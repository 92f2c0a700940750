//! NumPy I/O for product dataset arrays.

use std::fs::File;
use std::io::BufReader;
use std::path::Path;

use ndarray::Array4;
use ndarray_npy::{ReadNpyExt, ReadableElement, WriteNpyExt};

use crate::error::{DataError, Result};

/// Read a `(T, H, W, C)` frame stack from a `.npy` file.
///
/// Accepts `f32` or `f64` arrays, the latter converted to `f32`.
pub fn read_frames_npy<P: AsRef<Path>>(path: P) -> Result<Array4<f32>> {
    let reader = BufReader::new(File::open(path.as_ref())?);
    match Array4::<f32>::read_npy(reader) {
        Ok(arr) => Ok(arr),
        Err(e) => {
            let reader = BufReader::new(File::open(path.as_ref())?);
            let arr_f64 = Array4::<f64>::read_npy(reader).map_err(|_| {
                DataError::FormatError(format!(
                    "Failed to read frames from {}: {}",
                    path.as_ref().display(),
                    e
                ))
            })?;
            Ok(arr_f64.mapv(|x| x as f32))
        }
    }
}

/// Read a `(T, H, W, K)` annotation mask stack from a `.npy` file.
///
/// Accepts `i64`, `i32`, `i16` or `u8` arrays, widened to `i64`.
pub fn read_annotations_npy<P: AsRef<Path>>(path: P) -> Result<Array4<i64>> {
    let path = path.as_ref();
    if let Some(arr) = try_read_npy4::<i64>(path)? {
        return Ok(arr);
    }
    if let Some(arr) = try_read_npy4::<i32>(path)? {
        return Ok(arr.mapv(i64::from));
    }
    if let Some(arr) = try_read_npy4::<i16>(path)? {
        return Ok(arr.mapv(i64::from));
    }
    if let Some(arr) = try_read_npy4::<u8>(path)? {
        return Ok(arr.mapv(i64::from));
    }
    Err(DataError::FormatError(format!(
        "Failed to read annotations from {}: not a 4-D int64, int32, int16 or uint8 array",
        path.display()
    )))
}

/// `None` when the file holds another element type or rank.
fn try_read_npy4<A: ReadableElement>(path: &Path) -> Result<Option<Array4<A>>> {
    let reader = BufReader::new(File::open(path)?);
    Ok(Array4::<A>::read_npy(reader).ok())
}

/// Write a 4-D array to a `.npy` file.
pub fn write_npy4<A, P>(path: P, array: &Array4<A>) -> Result<()>
where
    A: ndarray_npy::WritableElement,
    P: AsRef<Path>,
{
    let file = File::create(path.as_ref())?;
    array
        .write_npy(file)
        .map_err(|e| DataError::FormatError(format!("Failed to write {}: {}", path.as_ref().display(), e)))
}
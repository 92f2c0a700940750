//! Index splitting utilities.

use serde::{Deserialize, Serialize};

use crate::error::{DataError, Result};
use sitsgen_core::{Seed, Split};

/// Dataset indices assigned to each split.
#[derive(Debug, Clone, Default, PartialEq, Eq, Serialize, Deserialize)]
pub struct SplitIndices {
    /// Training indices.
    pub train: Vec<usize>,
    /// Validation indices.
    pub valid: Vec<usize>,
    /// Test indices, empty for two-way splits.
    pub test: Vec<usize>,
}

impl SplitIndices {
    /// Indices of `split`.
    #[must_use]
    pub fn get(&self, split: Split) -> &[usize] {
        match split {
            Split::Train => &self.train,
            Split::Valid => &self.valid,
            Split::Test => &self.test,
        }
    }

    /// Total number of assigned indices.
    #[must_use]
    pub fn len(&self) -> usize {
        self.train.len() + self.valid.len() + self.test.len()
    }

    /// Check if no index is assigned.
    #[must_use]
    pub fn is_empty(&self) -> bool {
        self.len() == 0
    }
}

/// Randomly split `0..n` into train, validation and optional test indices.
///
/// `ratios` holds two (train, valid) or three (train, valid, test) fractions
/// summing to at most 1. Split sizes are taken from the cumulative ratios,
/// and when the ratios sum to 1 the rounding remainder goes to the last split.
/// Each split keeps the permuted order.
///
/// # Arguments
///
/// * `n` - Number of indices to split
/// * `ratios` - Fraction of indices for each split
/// * `seed` - Random seed for reproducibility
pub fn split_indices(n: usize, ratios: &[f32], seed: Seed) -> Result<SplitIndices> {
    if !(2..=3).contains(&ratios.len()) {
        return Err(DataError::InvalidInput(format!(
            "expected 2 or 3 split ratios, got {}",
            ratios.len()
        )));
    }
    if ratios.iter().any(|&r| !(0.0..=1.0).contains(&r)) {
        return Err(DataError::InvalidInput(format!(
            "split ratios must be between 0 and 1, got {:?}",
            ratios
        )));
    }
    let total: f32 = ratios.iter().sum();
    if total > 1.0 + 1e-6 {
        return Err(DataError::InvalidInput(format!(
            "split ratios must sum to at most 1, got {}",
            total
        )));
    }

    let permutation = seed.permutation(n);
    let mut bounds = Vec::with_capacity(ratios.len() + 1);
    bounds.push(0);
    let mut cumulative = 0.0f64;
    for &ratio in ratios {
        // rounded to absorb f32 noise before flooring
        cumulative = ((cumulative + f64::from(ratio)) * 1e6).round() / 1e6;
        bounds.push(((cumulative * n as f64 + 1e-6).floor() as usize).min(n));
    }
    if (total - 1.0).abs() <= 1e-6 {
        if let Some(last) = bounds.last_mut() {
            *last = n;
        }
    }

    let mut parts = bounds.windows(2).map(|w| permutation[w[0]..w[1]].to_vec());
    let train = parts.next().unwrap_or_default();
    let valid = parts.next().unwrap_or_default();
    let test = parts.next().unwrap_or_default();

    tracing::debug!(
        "Split {} indices into {} train, {} valid, {} test",
        n,
        train.len(),
        valid.len(),
        test.len()
    );
    Ok(SplitIndices { train, valid, test })
}
//! Paired SAR and optical views of the same generated scenes.

use std::fs;
use std::path::{Path, PathBuf};

use ndarray::{Array2, Array3};

use crate::error::{DataError, Result};
use crate::product::{FrameDataset, ProductDataset};
use crate::tree::DatasetNode;

/// Subdirectory of a view holding its SAR product dataset.
pub const SAR_DIRNAME: &str = "sar";
/// Subdirectory of a view holding its optical product dataset.
pub const OPTICAL_DIRNAME: &str = "optical";

/// Matching SAR and optical frames over every view found under a root directory.
///
/// Each subdirectory of the root is one view, generated with its own seed,
/// and holds a `sar` and an `optical` product dataset. Views are visited in
/// name order and folded into one composite tree per modality, so index `i`
/// of both trees refers to the same scene at the same date.
#[derive(Debug)]
pub struct SarOpticalDataset {
    root: PathBuf,
    sar: DatasetNode,
    optical: DatasetNode,
    horizon: usize,
}

impl SarOpticalDataset {
    /// Load every view below `root`.
    ///
    /// # Errors
    ///
    /// Returns an error if a view cannot be loaded, if `root` holds no view,
    /// or if the SAR and optical trees differ in length.
    pub fn load<P: AsRef<Path>>(root: P) -> Result<Self> {
        let root = root.as_ref();
        let mut views = Vec::new();
        for entry in fs::read_dir(root)? {
            let path = entry?.path();
            if path.is_dir() {
                views.push(path);
            }
        }
        views.sort();

        let mut sar_datasets = Vec::with_capacity(views.len());
        let mut optical_datasets = Vec::with_capacity(views.len());
        for view in &views {
            sar_datasets.push(ProductDataset::load(view.join(SAR_DIRNAME))?);
            optical_datasets.push(ProductDataset::load(view.join(OPTICAL_DIRNAME))?);
        }

        let horizon = optical_datasets.first().map(|d| d.len()).ok_or(DataError::EmptyDataset)?;

        let dataset = Self::new(
            DatasetNode::from_leaves(sar_datasets)?,
            DatasetNode::from_leaves(optical_datasets)?,
            horizon,
        )?;
        let dataset = Self {
            root: root.to_path_buf(),
            ..dataset
        };
        tracing::info!(
            "Loaded {} views ({} frames, horizon {}) from {}",
            views.len(),
            dataset.len(),
            horizon,
            root.display()
        );
        Ok(dataset)
    }

    /// Pair two already built trees.
    ///
    /// # Errors
    ///
    /// Returns [`DataError::InvalidInput`] if the trees differ in length and
    /// [`DataError::InvalidShape`] if a view does not hold exactly `horizon`
    /// frames.
    pub fn new(sar: DatasetNode, optical: DatasetNode, horizon: usize) -> Result<Self> {
        if sar.len() != optical.len() {
            return Err(DataError::InvalidInput(format!(
                "Dataset lengths are not equal: {} SAR frames, {} optical frames",
                sar.len(),
                optical.len()
            )));
        }
        for (modality, tree) in [("SAR", &sar), ("optical", &optical)] {
            if let Some((view, leaf)) = tree.leaves().into_iter().enumerate().find(|(_, l)| l.len() != horizon) {
                return Err(DataError::InvalidShape(format!(
                    "{} view {} holds {} frames, expected a series of {}",
                    modality,
                    view,
                    leaf.len(),
                    horizon
                )));
            }
        }
        Ok(Self {
            root: PathBuf::new(),
            sar,
            optical,
            horizon,
        })
    }

    /// Root directory the views were loaded from.
    #[must_use]
    pub fn root(&self) -> &Path {
        &self.root
    }

    /// Length of the time series of a single view.
    #[must_use]
    pub fn horizon(&self) -> usize {
        self.horizon
    }

    /// Number of frame pairs.
    #[must_use]
    pub fn len(&self) -> usize {
        self.optical.len()
    }

    /// Check if the dataset holds no frame.
    #[must_use]
    pub fn is_empty(&self) -> bool {
        self.len() == 0
    }

    /// Composite tree of SAR views.
    #[must_use]
    pub fn sar_dataset(&self) -> &DatasetNode {
        &self.sar
    }

    /// Composite tree of optical views.
    #[must_use]
    pub fn optical_dataset(&self) -> &DatasetNode {
        &self.optical
    }

    /// Tree of clean frames generative models learn to produce, the optical one.
    #[must_use]
    pub fn target_dataset(&self) -> &DatasetNode {
        &self.optical
    }

    /// Mutable access to the target tree, to install transforms on its leaves.
    pub fn target_dataset_mut(&mut self) -> &mut DatasetNode {
        &mut self.optical
    }

    /// SAR frame, optical frame and optical annotation at `index`.
    pub fn get(&self, index: usize) -> Result<((Array3<f32>, Array3<f32>), Array2<i64>)> {
        let (sar, _) = self.sar.get(index)?;
        let (optical, annotation) = self.optical.get(index)?;
        Ok(((sar, optical), annotation))
    }
}
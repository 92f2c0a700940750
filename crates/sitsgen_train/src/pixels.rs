//! Pixel time series arrays for classical classifiers.
//!
//! A drained loader holds `N` batches of `T` frames of `H x W` pixels with
//! `C` channels each. Every pixel of every batch becomes one sample row
//! whose features are its `T x C` values, time-major and channel-minor:
//! feature `t * C + c` is channel `c` at step `t`. Its label is the
//! annotation at step 0. Rows come out in `(n, h, w)` order before the
//! shuffle.

use ndarray::{Array1, Array2, Axis};

use sitsgen_core::{PixelShape, Seed, BACKGROUND_LABEL};
use sitsgen_data::{FrameBatch, FrameDataset, FrameLoader};

use crate::error::{Result, TrainError};

/// Flat feature matrix and aligned label vector.
#[derive(Debug, Clone, PartialEq)]
pub struct PixelArrays {
    /// `(n_samples, T * C)` features.
    pub features: Array2<f32>,
    /// `(n_samples,)` labels.
    pub labels: Array1<i64>,
}

impl PixelArrays {
    /// Number of samples.
    #[must_use]
    pub fn len(&self) -> usize {
        self.labels.len()
    }

    /// Check if there is no sample.
    #[must_use]
    pub fn is_empty(&self) -> bool {
        self.labels.is_empty()
    }

    /// Keep only the first `n` samples. No-op if `n` exceeds the sample count.
    #[must_use]
    pub fn head(self, n: usize) -> Self {
        if n >= self.len() {
            return self;
        }
        Self {
            features: self.features.slice_axis(Axis(0), (0..n).into()).to_owned(),
            labels: self.labels.slice_axis(Axis(0), (0..n).into()).to_owned(),
        }
    }
}

/// Shape shared by every batch, checked against the first one.
fn batch_shape(batches: &[FrameBatch]) -> Result<PixelShape> {
    let first = batches
        .first()
        .ok_or_else(|| TrainError::ShapeMismatch("no batch to materialize".to_string()))?;
    let (t, h, w, c) = first.frames.dim();
    let shape = PixelShape::new(batches.len(), t, h, w, c);

    for (n, batch) in batches.iter().enumerate() {
        if !shape.accepts_batch(batch.frames.shape()) {
            return Err(TrainError::ShapeMismatch(format!(
                "batch {} has frames {:?}, expected {:?}",
                n,
                batch.frames.shape(),
                shape.batch_dims()
            )));
        }
        if batch.annotations.dim() != (t, h, w) {
            return Err(TrainError::ShapeMismatch(format!(
                "batch {} has annotations {:?}, expected {:?}",
                n,
                batch.annotations.shape(),
                [t, h, w]
            )));
        }
    }
    Ok(shape)
}

/// Flatten batches into pixel samples, shuffle them and drop background pixels.
///
/// Features and labels are permuted by the same seeded permutation, then
/// every row labeled [`BACKGROUND_LABEL`] is removed from both.
///
/// # Errors
///
/// Returns [`TrainError::ShapeMismatch`] if `batches` is empty or its
/// batches disagree in shape.
pub fn materialize(batches: &[FrameBatch], seed: Seed) -> Result<PixelArrays> {
    let shape = batch_shape(batches)?;
    let (h, w, c) = (shape.height(), shape.width(), shape.channels());
    let pixels_per_batch = h * w;

    let features = Array2::from_shape_fn((shape.n_pixels(), shape.n_features()), |(row, feature)| {
        let (n, pixel) = (row / pixels_per_batch, row % pixels_per_batch);
        let (t, channel) = (feature / c, feature % c);
        batches[n].frames[[t, pixel / w, pixel % w, channel]]
    });
    let labels = Array1::from_shape_fn(shape.n_pixels(), |row| {
        let (n, pixel) = (row / pixels_per_batch, row % pixels_per_batch);
        batches[n].annotations[[0, pixel / w, pixel % w]]
    });

    let permutation = seed.permutation(labels.len());
    let kept: Vec<usize> = permutation
        .into_iter()
        .filter(|&row| labels[row] != BACKGROUND_LABEL)
        .collect();

    let arrays = PixelArrays {
        features: features.select(Axis(0), &kept),
        labels: labels.select(Axis(0), &kept),
    };
    tracing::debug!(
        "Materialized {} foreground pixels out of {} from {} batches {}",
        arrays.len(),
        shape.n_pixels(),
        batches.len(),
        shape
    );
    Ok(arrays)
}

/// Drain `loader` and [`materialize`] its batches.
pub fn materialize_loader<D>(loader: &FrameLoader<'_, D>, seed: Seed) -> Result<PixelArrays>
where
    D: FrameDataset + ?Sized,
{
    let batches = loader.collect_batches()?;
    materialize(&batches, seed)
}
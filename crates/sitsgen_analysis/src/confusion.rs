//! Confusion matrix computation and rendering.

use std::fmt::Write;

use serde::{Deserialize, Serialize};

/// Confusion matrix over an ordered set of class labels.
///
/// Row `i` counts samples whose true label is `labels[i]`, column `j` those
/// predicted as `labels[j]`. The label order is the caller's, typically the
/// order a classifier learned its classes in.
#[derive(Debug, Clone, PartialEq, Eq, Serialize, Deserialize)]
pub struct ConfusionMatrix {
    /// The matrix values (row = true, col = pred).
    pub matrix: Vec<Vec<usize>>,
    /// Class labels, one per row and column.
    pub labels: Vec<i64>,
}

/// Confusion matrix with every non-empty row scaled to sum to 1.
///
/// Cell `(i, j)` estimates `P(predicted = labels[j] | true = labels[i])`.
#[derive(Debug, Clone, PartialEq, Serialize, Deserialize)]
pub struct NormalizedConfusion {
    /// Row-normalized values.
    pub matrix: Vec<Vec<f64>>,
    /// Class labels, one per row and column.
    pub labels: Vec<i64>,
}

impl ConfusionMatrix {
    /// Create an empty confusion matrix over `labels`.
    pub fn new(labels: Vec<i64>) -> Self {
        let n = labels.len();
        Self {
            matrix: vec![vec![0; n]; n],
            labels,
        }
    }

    /// Number of classes.
    pub fn n_classes(&self) -> usize {
        self.labels.len()
    }

    /// Position of `label` in the class order.
    pub fn position(&self, label: i64) -> Option<usize> {
        self.labels.iter().position(|&l| l == label)
    }

    /// Add a prediction. Pairs involving a label outside the class set are ignored.
    pub fn add(&mut self, true_label: i64, pred_label: i64) {
        if let (Some(i), Some(j)) = (self.position(true_label), self.position(pred_label)) {
            self.matrix[i][j] += 1;
        }
    }

    /// Number of counted samples.
    pub fn total(&self) -> usize {
        self.matrix.iter().flatten().sum()
    }

    /// Normalize the matrix row-wise. Rows without samples stay zero.
    pub fn normalize(&self) -> NormalizedConfusion {
        let matrix = self
            .matrix
            .iter()
            .map(|row| {
                let sum: usize = row.iter().sum();
                if sum == 0 {
                    vec![0.0; row.len()]
                } else {
                    row.iter().map(|&v| v as f64 / sum as f64).collect()
                }
            })
            .collect();
        NormalizedConfusion {
            matrix,
            labels: self.labels.clone(),
        }
    }

    /// Get a text representation of the counts.
    pub fn to_string_table(&self) -> String {
        render_table(&self.labels, &self.matrix, |v| v.to_string())
    }
}

impl NormalizedConfusion {
    /// Get a text representation with three decimals per cell.
    pub fn to_string_table(&self) -> String {
        render_table(&self.labels, &self.matrix, |v| format!("{:.3}", v))
    }
}

fn render_table<T, F>(labels: &[i64], matrix: &[Vec<T>], cell: F) -> String
where
    F: Fn(&T) -> String,
{
    let mut s = String::new();

    // Header
    s.push_str("true\\pred");
    for label in labels {
        let _ = write!(s, "{:>8}", label);
    }
    s.push('\n');

    // Rows
    for (label, row) in labels.iter().zip(matrix) {
        let _ = write!(s, "{:>9}", label);
        for value in row {
            let _ = write!(s, "{:>8}", cell(value));
        }
        s.push('\n');
    }

    s
}

/// Compute confusion matrix from predictions and targets.
///
/// # Arguments
///
/// * `preds` - Predicted labels
/// * `targets` - True labels
/// * `labels` - Class labels, fixing row and column order
///
/// # Returns
///
/// A confusion matrix. Pairs are matched by position; pairs with a label
/// outside `labels` are not counted.
pub fn confusion_matrix(preds: &[i64], targets: &[i64], labels: &[i64]) -> ConfusionMatrix {
    let mut cm = ConfusionMatrix::new(labels.to_vec());
    for (&pred, &target) in preds.iter().zip(targets) {
        cm.add(target, pred);
    }
    cm
}

#[cfg(test)]
mod tests {
    use super::*;

    #[test]
    fn test_confusion_matrix() {
        let preds = vec![1, 1, 2, 2, 3, 3];
        let targets = vec![1, 2, 2, 2, 3, 1];

        let cm = confusion_matrix(&preds, &targets, &[1, 2, 3]);

        assert_eq!(cm.matrix[0][0], 1); // TP for class 1
        assert_eq!(cm.matrix[1][0], 1); // true 2, predicted 1
        assert_eq!(cm.matrix[1][1], 2); // TP for class 2
        assert_eq!(cm.total(), 6);
    }

    #[test]
    fn test_label_order_is_kept() {
        let cm = confusion_matrix(&[5, 5, 2], &[5, 2, 2], &[5, 2]);
        assert_eq!(cm.matrix, vec![vec![1, 0], vec![1, 1]]);
        assert_eq!(cm.position(2), Some(1));
    }

    #[test]
    fn test_unknown_labels_ignored() {
        let cm = confusion_matrix(&[1, 9], &[1, 1], &[1, 2]);
        assert_eq!(cm.total(), 1);
    }

    #[test]
    fn test_diagonal_counts() {
        let cm = confusion_matrix(&[1, 1, 2, 2], &[1, 2, 1, 2], &[1, 2]);
        assert_eq!(cm.matrix, vec![vec![1, 1], vec![1, 1]]);
        assert_eq!(cm.n_classes(), 2);
    }

    #[test]
    fn test_normalize_rows() {
        let cm = confusion_matrix(&[1, 2, 2, 2], &[1, 1, 1, 1], &[1, 2, 3]);
        let norm = cm.normalize();
        assert!((norm.matrix[0][0] - 0.25).abs() < 1e-12);
        assert!((norm.matrix[0][1] - 0.75).abs() < 1e-12);
        assert_eq!(norm.matrix[1], vec![0.0; 3]);
        assert_eq!(norm.labels, vec![1, 2, 3]);
    }

    #[test]
    fn test_string_table() {
        let cm = confusion_matrix(&[1, 2], &[1, 1], &[1, 2]);
        let table = cm.normalize().to_string_table();
        assert_eq!(table.lines().count(), 3);
        assert!(table.contains("0.500"));
    }

    #[test]
    fn test_normalized_json() {
        let cm = confusion_matrix(&[3, 4], &[3, 3], &[4, 3]);
        let json = serde_json::to_string(&cm.normalize()).unwrap();
        let back: NormalizedConfusion = serde_json::from_str(&json).unwrap();
        assert_eq!(back.labels, vec![4, 3]);
        assert_eq!(back.matrix[1], vec![0.5, 0.5]);
    }
}
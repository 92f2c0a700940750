//! Benchmarks for pixel materialization and chunked fitting.
//!
//! Run with: cargo bench --bench materialize_bench

use criterion::{black_box, criterion_group, criterion_main, BenchmarkId, Criterion};
use ndarray::{Array3, Array4};
use rand::prelude::*;
use rand_chacha::ChaCha8Rng;

use sitsgen::prelude::*;

/// Create `n_batches` synthetic series of `horizon` frames.
fn create_synthetic_batches(n_batches: usize, horizon: usize, size: usize, channels: usize) -> Vec<FrameBatch> {
    let mut rng = ChaCha8Rng::seed_from_u64(42);
    (0..n_batches)
        .map(|_| {
            let frames = Array4::from_shape_fn((horizon, size, size, channels), |_| rng.gen::<f32>());
            let annotations = Array3::from_shape_fn((horizon, size, size), |_| rng.gen_range(0..5i64));
            FrameBatch { frames, annotations }
        })
        .collect()
}

fn bench_materialize(c: &mut Criterion) {
    let mut group = c.benchmark_group("materialize");

    for n_batches in [4, 16, 64].iter() {
        let batches = create_synthetic_batches(*n_batches, 12, 32, 4);

        group.bench_with_input(BenchmarkId::new("series_32x32", n_batches), n_batches, |b, _| {
            b.iter(|| {
                let arrays = materialize(black_box(&batches), Seed::new(0)).unwrap();
                black_box(arrays.len())
            })
        });
    }

    group.finish();
}

fn bench_chunked_fit(c: &mut Criterion) {
    let mut group = c.benchmark_group("chunked_fit");
    group.sample_size(10);

    let batches = create_synthetic_batches(8, 6, 16, 3);
    let arrays = materialize(&batches, Seed::new(0)).unwrap();

    for n_chunks in [1, 4, 16].iter() {
        let config = ReferenceClassifierConfig {
            n_chunks: *n_chunks,
            tol: 1e-2,
            max_iter: 20,
            ..ReferenceClassifierConfig::default()
        };

        group.bench_with_input(BenchmarkId::new("n_chunks", n_chunks), n_chunks, |b, _| {
            b.iter(|| {
                let fit = fit_by_chunks(arrays.features.view(), arrays.labels.view(), &config, 1).unwrap();
                black_box(fit.outcomes.len())
            })
        });
    }

    group.finish();
}

criterion_group!(benches, bench_materialize, bench_chunked_fit);
criterion_main!(benches);
//! # sitsgen_analysis
//!
//! Classification analysis for sitsgen: confusion matrices over ordered
//! class labels, raw counts or row-normalized, and their heatmap images.

#![deny(unsafe_code)]
#![warn(missing_docs)]
#![warn(clippy::all)]

mod confusion;
mod heatmap;

pub use confusion::{confusion_matrix, ConfusionMatrix, NormalizedConfusion};
pub use heatmap::{interpolate_color, HeatmapConfig};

____________________

Set down, unchanged, only those lines above that fall between the line with "seed for reproducibility" and the line with "SAR product dataset.", the two end lines included.

/// * `seed` - Random seed for reproducibility
pub fn split_indices(n: usize, ratios: &[f32], seed: Seed) -> Result<SplitIndices> {
    if !(2..=3).contains(&ratios.len()) {
        return Err(DataError::InvalidInput(format!(
            "expected 2 or 3 split ratios, got {}",
            ratios.len()
        )));
    }
    if ratios.iter().any(|&r| !(0.0..=1.0).contains(&r)) {
        return Err(DataError::InvalidInput(format!(
            "split ratios must be between 0 and 1, got {:?}",
            ratios
        )));
    }
    let total: f32 = ratios.iter().sum();
    if total > 1.0 + 1e-6 {
        return Err(DataError::InvalidInput(format!(
            "split ratios must sum to at most 1, got {}",
            total
        )));
    }

    let permutation = seed.permutation(n);
    let mut bounds = Vec::with_capacity(ratios.len() + 1);
    bounds.push(0);
    let mut cumulative = 0.0f64;
    for &ratio in ratios {
        // rounded to absorb f32 noise before flooring
        cumulative = ((cumulative + f64::from(ratio)) * 1e6).round() / 1e6;
        bounds.push(((cumulative * n as f64 + 1e-6).floor() as usize).min(n));
    }
    if (total - 1.0).abs() <= 1e-6 {
        if let Some(last) = bounds.last_mut() {
            *last = n;
        }
    }

    let mut parts = bounds.windows(2).map(|w| permutation[w[0]..w[1]].to_vec());
    let train = parts.next().unwrap_or_default();
    let valid = parts.next().unwrap_or_default();
    let test = parts.next().unwrap_or_default();

    tracing::debug!(
        "Split {} indices into {} train, {} valid, {} test",
        n,
        train.len(),
        valid.len(),
        test.len()
    );
    Ok(SplitIndices { train, valid, test })
}
//! Paired SAR and optical views of the same generated scenes.

use std::fs;
use std::path::{Path, PathBuf};

use ndarray::{Array2, Array3};

use crate::error::{DataError, Result};
use crate::product::{FrameDataset, ProductDataset};
use crate::tree::DatasetNode;

/// Subdirectory of a view holding its SAR product dataset.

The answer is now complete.